Mining and validation of novel simple sequence repeat (SSR) markers derived from coconut (Cocos nucifera L.) genome assembly.

BACKGROUND: In the past, simple sequence repeat (SSR) marker development in coconut is achieved through microsatellite probing in bacterial artificial chromosome (BAC) clones or using previously developed SSR markers from closely related genomes. These coconut SSRs are publicly available in published literatures and online databases; however, the number is quite limited. Here, we used a locally established, coconut genome-wide SSR prediction bioinformatics pipeline to generate a vast amount of coconut SSR markers. RESULTS: A total of 7139 novel SSR markers were derived from the genome assembly of coconut 'Catigan Green Dwarf' (CATD). A subset of the markers, amounting to 131, were selected for synthesis based on motif filtering, contig distribution, product size exclusion, and success of in silico PCR in the CATD genome assembly. The OligoAnalyzer tool was also employed using the following desired parameters: %GC, 40-60%; minimum ΔG value for hairpin loop, -0.3 kcal/mol; minimum ΔG value for self-dimer, -0.9 kcal/mol; and minimum ΔG value for heterodimer, -0.9 kcal/mol.
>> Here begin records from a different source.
use crate::core::targets::ElementId;
use serde::{Serialize, Serializer};

#[derive(Clone, Copy, Debug, PartialEq, Eq)]
pub enum Ease {
    Power2Out,
    Power3,
    SineInOut,
    BackOut,
}

impl Ease {
    pub fn as_str(self) -> &'static str {
        match self {
            Ease::Power2Out => "power2.out",
            Ease::Power3 => "power3",
            Ease::SineInOut => "sine.inOut",
            Ease::BackOut => "back.out(1.7)",
        }
    }
}

impl Serialize for Ease {
    fn serialize<S: Serializer>(&self, serializer: S) -> Result<S::Ok, S::Error> {
        serializer.serialize_str(self.as_str())
    }
}

#[derive(Clone, Copy, Debug, PartialEq)]
pub struct ScrollTriggerSpec {
    pub trigger: ElementId,
    pub start: &'static str,
}

/// Tween properties, serialized as the engine's camelCase vars object.
///
/// `scroll_trigger` holds an element handle and is attached by the sink.
#[derive(Clone, Debug, Default, PartialEq, Serialize)]
#[serde(rename_all = "camelCase")]
pub struct TweenVars {
    #[serde(skip_serializing_if = "Option::is_none")]
    pub x: Option<f64>,
    #[serde(skip_serializing_if = "Option::is_none")]
    pub y: Option<f64>,
    #[serde(skip_serializing_if = "Option::is_none")]
    pub scale: Option<f64>,
    #[serde(skip_serializing_if = "Option::is_none")]
    pub opacity: Option<f64>,
    #[serde(skip_serializing_if = "Option::is_none")]
    pub rotation_x: Option<f64>,
    #[serde(skip_serializing_if = "Option::is_none")]
    pub rotation_y: Option<f64>,
    #[serde(skip_serializing_if = "Option::is_none")]
    pub transform_perspective: Option<f64>,
    #[serde(skip_serializing_if = "Option::is_none")]
    pub background_color: Option<&'static str>,
    #[serde(skip_serializing_if = "Option::is_none")]
    pub duration: Option<f64>,
    #[serde(skip_serializing_if = "Option::is_none")]
    pub delay: Option<f64>,
    #[serde(skip_serializing_if = "Option::is_none")]
    pub stagger: Option<f64>,
    #[serde(skip_serializing_if = "Option::is_none")]
    pub ease: Option<Ease>,
    #[serde(skip_serializing_if = "Option::is_none")]
    pub repeat: Option<i32>,
    #[serde(skip_serializing_if = "Option::is_none")]
    pub yoyo: Option<bool>,
    #[serde(skip_serializing_if = "Option::is_none")]
    pub overwrite: Option<&'static str>,
    #[serde(skip)]
    pub scroll_trigger: Option<ScrollTriggerSpec>,
}

impl TweenVars {
    pub fn new() -> Self {
        Self::default()
    }

    pub fn over(duration: f64) -> Self {
        Self {
            duration: Some(duration),
            ..Self::default()
        }
    }

    pub fn x(mut self, v: f64) -> Self {
        self.x = Some(v);
        self
    }
    pub fn y(mut self, v: f64) -> Self {
        self.y = Some(v);
        self
    }
    pub fn xy(self, x: f64, y: f64) -> Self {
        self.x(x).y(y)
    }
    pub fn scale(mut self, v: f64) -> Self {
        self.scale = Some(v);
        self
    }
    pub fn opacity(mut self, v: f64) -> Self {
        self.opacity = Some(v);
        self
    }
    pub fn rotation(mut self, rotation_x: f64, rotation_y: f64) -> Self {
        self.rotation_x = Some(rotation_x);
        self.rotation_y = Some(rotation_y);
        self
    }
    pub fn perspective(mut self, v: f64) -> Self {
        self.transform_perspective = Some(v);
        self
    }
    pub fn background(mut self, color: &'static str) -> Self {
        self.background_color = Some(color);
        self
    }
    pub fn delay(mut self, v: f64) -> Self {
        self.delay = Some(v);
        self
    }
    pub fn stagger(mut self, v: f64) -> Self {
        self.stagger = Some(v);
        self
    }
    pub fn ease(mut self, ease: Ease) -> Self {
        self.ease = Some(ease);
        self
    }
    /// `-1` repeats forever.
    pub fn repeat(mut self, count: i32) -> Self {
        self.repeat = Some(count);
        self
    }
    pub fn yoyo(mut self) -> Self {
        self.yoyo = Some(true);
        self
    }
    pub fn overwrite_auto(mut self) -> Self {
        self.overwrite = Some("auto");
        self
    }
    pub fn scroll_trigger(mut self, trigger: ElementId, start: &'static str) -> Self {
        self.scroll_trigger = Some(ScrollTriggerSpec { trigger, start });
        self
    }
}

/// Receiver of tween requests. The web layer forwards them to the engine.
///
/// Callers never pass an empty target list.
pub trait TweenSink {
    fn to(&mut self, targets: &[ElementId], vars: &TweenVars);
    fn from(&mut self, targets: &[ElementId], vars: &TweenVars);
    fn from_to(&mut self, targets: &[ElementId], from: &TweenVars, to: &TweenVars);
    fn scroll_to(&mut self, y: f64, vars: &TweenVars);
}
We have successfully synthesized, optimized, and amplified 131 novel SSR markers in coconut using 'Catigan Green Dwarf' (CATD), 'Laguna Tall' (LAGT), 'West African Tall' (WAT), and SYNVAR (LAGT × WAT) genotypes. Of the 131 SSR markers, 113 were polymorphic among the analyzed coconut genotypes. CONCLUSION: The development of novel SSR markers for coconut will serve as a valuable resource for mapping of quantitative trait loci (QTLs), assessment of genetic diversity and population structure, hybridity testing, and other marker-assisted plant breeding applications.